ISeriouslyDoubtIt · 17/07/2024 14:14

I'm really shocked at some of these answers and how some people are incapable of doing normal activities at such young ages. My mother is 86 and doesn't bat an eyelid at doing any of those things. My father died a couple of years ago and would do all those things as a matter of course.
I'm 60 and can't imagine being only 5 years older and not being able to do any of those perfectly day to day things.

My mum has always enjoyed getting my dad to do everything for her. My dad has enabled it. Unfortunately now he's frail she wants everyone else to do everything for her. Despite being very fit.

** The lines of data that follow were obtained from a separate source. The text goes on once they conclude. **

// 该文件是 Yebing （叶病识别） 项目的一部分。
// src/input/decode.rs - 图像解码与缩放
//
// 本文件根据 Apache 许可证第 2.0 版（以下简称“许可证”）授权使用；
// 除非遵守该许可证条款，否则您不得使用本文件。
// 您可通过以下网址获取许可证副本：
// http://www.apache.org/licenses/LICENSE-2.0
// 除非适用法律要求或书面同意，根据本许可协议分发的软件均按“原样”提供，
// 不附带任何形式的明示或暗示的保证或条件。
// 有关许可权限与限制的具体条款，请参阅本许可协议。
//
// Copyright (C) 2026 Johann Li <me@qinka.pro>, Wareless Group

//! # 图像解码
//!
//! 将任意压缩图像字节解码为目标尺寸的 RGB 像素网格。解码按策略列表顺序尝试，
//! 前一个策略失败时才会进入下一个：
//!
//! 1. [`GenericDecode`]：按内容猜测格式，应用 EXIF 方向，`Triangle` 滤波缩放；
//! 2. [`CanvasDecode`]：按 RGBA 解码，缩放后绘制到目标尺寸的不透明画布上；
//! 3. [`HintedCodecDecode`]：逐个指定编解码器解码，按目标尺寸采样。
//!
//! 所有策略共用 [`decode_limits`]。所有策略都失败时返回 [`DecodeError::Exhausted`]，
//! 其中列出每次尝试的错误。

use std::{fmt, io::Cursor};

use image::{
  DynamicImage, ImageDecoder as _, ImageError, ImageFormat, ImageReader, Limits, Rgba,
  RgbImage, RgbaImage,
  imageops::{self, FilterType},
};
use thiserror::Error;
use tracing::{debug, warn};

use crate::frame::RgbNhwcFrame;

/// 单边最大像素数
pub const MAX_SOURCE_SIDE: u32 = 8192;
/// 单张图像解码缓冲的上限
pub const MAX_SOURCE_ALLOC: u64 = 256 * 1024 * 1024;

/// 所有策略共用的解码限制，声明尺寸过大的输入在分配前被拒绝
pub fn decode_limits() -> Limits {
  let mut limits = Limits::default();
  limits.max_image_width = Some(MAX_SOURCE_SIDE);
  limits.max_image_height = Some(MAX_SOURCE_SIDE);
  limits.max_alloc = Some(MAX_SOURCE_ALLOC);
  limits
}

/// 单个解码策略的失败记录
#[derive(Debug, Clone, PartialEq, Eq)]
pub struct DecodeAttempt {
  pub strategy: &'static str,
  pub message: String,
}

impl fmt::Display for DecodeAttempt {
  fn fmt(&self, f: &mut fmt::Formatter<'_>) -> fmt::Result {
    write!(f, "{}: {}", self.strategy, self.message)
  }
}

#[derive(Error, Debug, Clone, PartialEq, Eq)]
pub enum DecodeError {
  #[error("输入图像为空")]
  Empty,
  #[error("目标尺寸无效: {width}x{height}")]
  InvalidTarget { width: u32, height: u32 },
  #[error("所有解码方式均失败: [{}]", join_attempts(.0))]
  Exhausted(Vec<DecodeAttempt>),
}

fn join_attempts(attempts: &[DecodeAttempt]) -> String {
  attempts
    .iter()
    .map(ToString::to_string)
    .collect::<Vec<_>>()
    .join("; ")
}

pub trait DecodeStrategy: Send + Sync {
  fn name(&self) -> &'static str;

  /// 解码并缩放为恰好 `width x height` 的 RGB 图像
  fn decode(&self, bytes: &[u8], width: u32, height: u32) -> Result<RgbImage, ImageError>;
}

/// 通用解码器
#[derive(Debug, Default, Clone, Copy)]
pub struct GenericDecode;

impl DecodeStrategy for GenericDecode {
  fn name(&self) -> &'static str {
    "generic"
  }

  fn decode(&self, bytes: &[u8], width: u32, height: u32) -> Result<RgbImage, ImageError> {
    let mut reader = ImageReader::new(Cursor::new(bytes)).with_guessed_format()?;
    reader.limits(decode_limits());
    let mut decoder = reader.into_decoder()?;

    let mut limits = decode_limits();
    let (source_w, source_h) = decoder.dimensions();
    limits.check_dimensions(source_w, source_h)?;
    limits.reserve(decoder.total_bytes())?;
    decoder.set_limits(limits)?;

    let orientation = decoder.orientation()?;
    let mut image = DynamicImage::from_decoder(decoder)?;
    image.apply_orientation(orientation);

    Ok(
      image
        .resize_exact(width, height, FilterType::Triangle)
        .into_rgb8(),
    )
  }
}

/// 画布渲染：按 RGBA 解码后绘制到目标尺寸的不透明画布上读回
#[derive(Debug, Default, Clone, Copy)]
pub struct CanvasDecode;

impl DecodeStrategy for CanvasDecode {
  fn name(&self) -> &'static str {
    "canvas"
  }

  fn decode(&self, bytes: &[u8], width: u32, height: u32) -> Result<RgbImage, ImageError> {
    let mut reader = ImageReader::new(Cursor::new(bytes)).with_guessed_format()?;
    reader.limits(decode_limits());
    let source = reader.decode()?.into_rgba8();

    let scaled = imageops::resize(&source, width, height, FilterType::Triangle);
    let mut canvas = RgbaImage::from_pixel(width, height, Rgba([0, 0, 0, 255]));
    imageops::overlay(&mut canvas, &scaled, 0, 0);

    Ok(DynamicImage::ImageRgba8(canvas).into_rgb8())
  }
}

/// 指定编解码器解码，不依赖内容嗅探
#[derive(Debug, Clone)]
pub struct HintedCodecDecode {
  formats: Vec<ImageFormat>,
}

impl Default for HintedCodecDecode {
  fn default() -> Self {
    Self {
      formats: vec![
        ImageFormat::Jpeg,
        ImageFormat::Png,
        ImageFormat::WebP,
        ImageFormat::Bmp,
        ImageFormat::Gif,
      ],
    }
  }
}

impl HintedCodecDecode {
  pub fn with_formats(formats: Vec<ImageFormat>) -> Self {
    Self { formats }
  }
}

impl DecodeStrategy for HintedCodecDecode {
  fn name(&self) -> &'static str {
    "hinted-codec"
  }

  fn decode(&self, bytes: &[u8], width: u32, height: u32) -> Result<RgbImage, ImageError> {
    let mut last_error = None;
    for format in &self.formats {
      let mut reader = ImageReader::with_format(Cursor::new(bytes), *format);
      reader.limits(decode_limits());
      match reader.decode() {
        Ok(image) => {
          debug!("编解码器 {:?} 解码成功", format);
          return Ok(image.thumbnail_exact(width, height).into_rgb8());
        }
        Err(e) => last_error = Some(e),
      }
    }

    Err(last_error.unwrap_or_else(|| {
      ImageError::Unsupported(image::error::UnsupportedError::from_format_and_kind(
        image::error::ImageFormatHint::Unknown,
        image::error::UnsupportedErrorKind::Format(image::error::ImageFormatHint::Unknown),
      ))
    }))
  }
}

/// 按顺序尝试多个解码策略的图像解码器
pub struct ImageDecoder {
  strategies: Vec<Box<dyn DecodeStrategy>>,
}

impl Default for ImageDecoder {
  fn default() -> Self {
    Self::with_strategies(vec![
      Box::new(GenericDecode),
      Box::new(CanvasDecode),
      Box::new(HintedCodecDecode::default()),
    ])
  }
}

impl ImageDecoder {
  pub fn with_strategies(strategies: Vec<Box<dyn DecodeStrategy>>) -> Self {
    Self { strategies }
  }

  pub fn strategy_names(&self) -> Vec<&'static str> {
    self.strategies.iter().map(|s| s.name()).collect()
  }

  pub fn decode(&self, bytes: &[u8], width: u32, height: u32) -> Result<RgbNhwcFrame, DecodeError> {
    if bytes.is_empty() {
      return Err(DecodeError::Empty);
    }
    if width == 0 || height == 0 {
      return Err(DecodeError::InvalidTarget { width, height });
    }

    let mut attempts = Vec::with_capacity(self.strategies.len());
    for strategy in &self.strategies {
      match strategy.decode(bytes, width, height) {
        Ok(image) if image.dimensions() == (width, height) => {
          debug!("解码方式 {} 成功，输出 {}x{}", strategy.name(), width, height);
          return Ok(RgbNhwcFrame::from(image));
        }
        Ok(image) => {
          let (w, h) = image.dimensions();
          warn!(
            "解码方式 {} 输出尺寸不符: 期望 {}x{}, 实际 {}x{}",
            strategy.name(),
            width,
            height,
            w,
            h
          );
          attempts.push(DecodeAttempt {
            strategy: strategy.name(),
            message: format!("输出尺寸 {}x{} 不符", w, h),
          });
        }
        Err(e) => {
          debug!("解码方式 {} 失败: {}", strategy.name(), e);
          attempts.push(DecodeAttempt {
            strategy: strategy.name(),
            message: e.to_string(),
          });
        }
      }
    }

    warn!("所有解码方式均失败，共尝试 {} 种", attempts.len());
    Err(DecodeError::Exhausted(attempts))
  }
}
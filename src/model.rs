// 该文件是 Yebing （叶病识别） 项目的一部分。
// src/model.rs - 模型
//
// 本文件根据 Apache 许可证第 2.0 版（以下简称“许可证”）授权使用；
// 除非遵守该许可证条款，否则您不得使用本文件。
// 您可通过以下网址获取许可证副本：
// http://www.apache.org/licenses/LICENSE-2.0
// 除非适用法律要求或书面同意，根据本许可协议分发的软件均按“原样”提供，
// 不附带任何形式的明示或暗示的保证或条件。
// 有关许可权限与限制的具体条款，请参阅本许可协议。
//
// Copyright (C) 2026 Johann Li <me@qinka.pro>, Wareless Group

use std::path::Path;

use crate::{
  frame::RGB_CHANNELS,
  postprocess::OutputKind,
  tensor::{ElementType, InputTensor, TensorLayout},
};

/// 已加载模型声明的输入输出约定
#[derive(Debug, Clone, PartialEq, Eq)]
pub struct ModelSpec {
  /// 按 `layout` 排列的输入形状
  pub input_shape: [usize; 4],
  pub layout: TensorLayout,
  pub element_type: ElementType,
  /// `[batch, num_classes]`
  pub output_shape: [usize; 2],
  pub output_kind: OutputKind,
}

impl ModelSpec {
  /// 根据 3 通道维度所在位置推断布局；无法识别时返回 `None`
  pub fn from_dims(
    input_dims: &[usize],
    element_type: ElementType,
    output_dims: &[usize],
    output_kind: OutputKind,
  ) -> Option<Self> {
    let input_shape: [usize; 4] = input_dims.try_into().ok()?;
    let layout = if input_shape[3] == RGB_CHANNELS {
      TensorLayout::Nhwc
    } else if input_shape[1] == RGB_CHANNELS {
      TensorLayout::Nchw
    } else {
      return None;
    };

    // [1, N] 或 [N] 都视为单批次分类输出
    let output_shape = match output_dims {
      [n] => [1, *n],
      [b, n] => [*b, *n],
      _ => return None,
    };

    Some(Self {
      input_shape,
      layout,
      element_type,
      output_shape,
      output_kind,
    })
  }

  pub fn height(&self) -> usize {
    match self.layout {
      TensorLayout::Nhwc => self.input_shape[1],
      TensorLayout::Nchw => self.input_shape[2],
    }
  }

  pub fn width(&self) -> usize {
    match self.layout {
      TensorLayout::Nhwc => self.input_shape[2],
      TensorLayout::Nchw => self.input_shape[3],
    }
  }

  pub fn num_classes(&self) -> usize {
    self.output_shape[1]
  }

  pub fn input_len(&self) -> usize {
    self.input_shape.iter().product()
  }
}

/// 推理后端
pub trait Model {
  type Error: std::fmt::Display;

  fn spec(&self) -> &ModelSpec;

  /// 对单批次输入执行推理，返回原始输出
  fn infer(&self, input: &InputTensor) -> Result<Vec<f32>, Self::Error>;
}

/// 从模型文件创建推理后端
pub trait ModelLoader {
  type Model: Model;
  type Error: std::fmt::Display;

  fn load_model(&self, path: &Path) -> Result<Self::Model, Self::Error>;
}

mod labels;
pub use self::labels::{LabelError, LabelList};

mod runtime;
pub use self::runtime::{ModelAssets, ModelRuntime, RuntimeError};

#[cfg(feature = "model_tract")]
mod tract;
#[cfg(feature = "model_tract")]
pub use self::tract::{TractModel, TractModelBuilder, TractModelError, TractModelSource};
//! Record and payload types exchanged with the hosted data service.
//! - JSON field names match the remote tables column for column.
//! - Client payloads are separate types from stored records; ids and
//!   creation timestamps are only ever assigned by the data service.

pub mod errors;
pub mod event;
pub mod invitation;
pub mod dress_code;
pub mod image;
mod serde_helpers;

pub use dress_code::DressCode;
pub use event::{Event, NewEvent};
pub use image::{ImageName, StoredObject};
pub use invitation::{Invitation, InvitationStatus, NewInvitation};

Yellowsubmarineunderthesea · 18/07/2024 00:53

Mum at 90 can and does so all those. Dad at 92 cooks and drives but not into smart phone or technology, he rarely uses customer services as he's a bit deaf and hasn't the patience for modern incompetent customer service (his words). recently both were taken out for a drive by a driving instructor who passed them both as safe to continue driving.

ViciousCurrentBun · 18/07/2024 00:58

My 84 year old MIL can do all of these things.

StarCourt · 18/07/2024 01:03

my parents are 78 and 81 and both do all of those things

Nat6999 · 18/07/2024 01:05

My mum is 85 & can do all of those things except drive as she chooses not to & book a flight as she doesn't travel.

CurlsnSunshinetime4tea · 18/07/2024 01:05

i'm 67 can do all those things listed with ease, i'm pretty slick with banking and run a market stall selling honey mostly with contactless payment and electronic transfers.
dh is 67 not only does all those things but is employed by the government and continues to work a few hours per months in an area of particular expertise.

Bumply · 18/07/2024 01:16

My sister is 75 and can do all but drive a car as she's registered blind (macular degeneration since her 50s, but can see enough to read a computer screen)

Think my MIL was still capable of all those into her late 80s.

IfOnlyOurEyesSawSouls · 18/07/2024 02:06

ISeriouslyDoubtIt · 17/07/2024 14:14

I'm really shocked at some of these answers and how some people are incapable of doing normal activities at such young ages. My mother is 86 and doesn't bat an eyelid at doing any of those things. My father died a couple of years ago and would do all those things as a matter of course.
I'm 60 and can't imagine being only 5 years older and not being able to do any of those perfectly day to day things.

How judgemental.

People have different life experiences, different states of health.

My father is 71 and cant do all of those things mainly because he has cancer and is exhausted.

HundredAcreOwl · 18/07/2024 02:15

We are both 67, can do all that. Swear politely at companies and websites with incompetent procedures in place.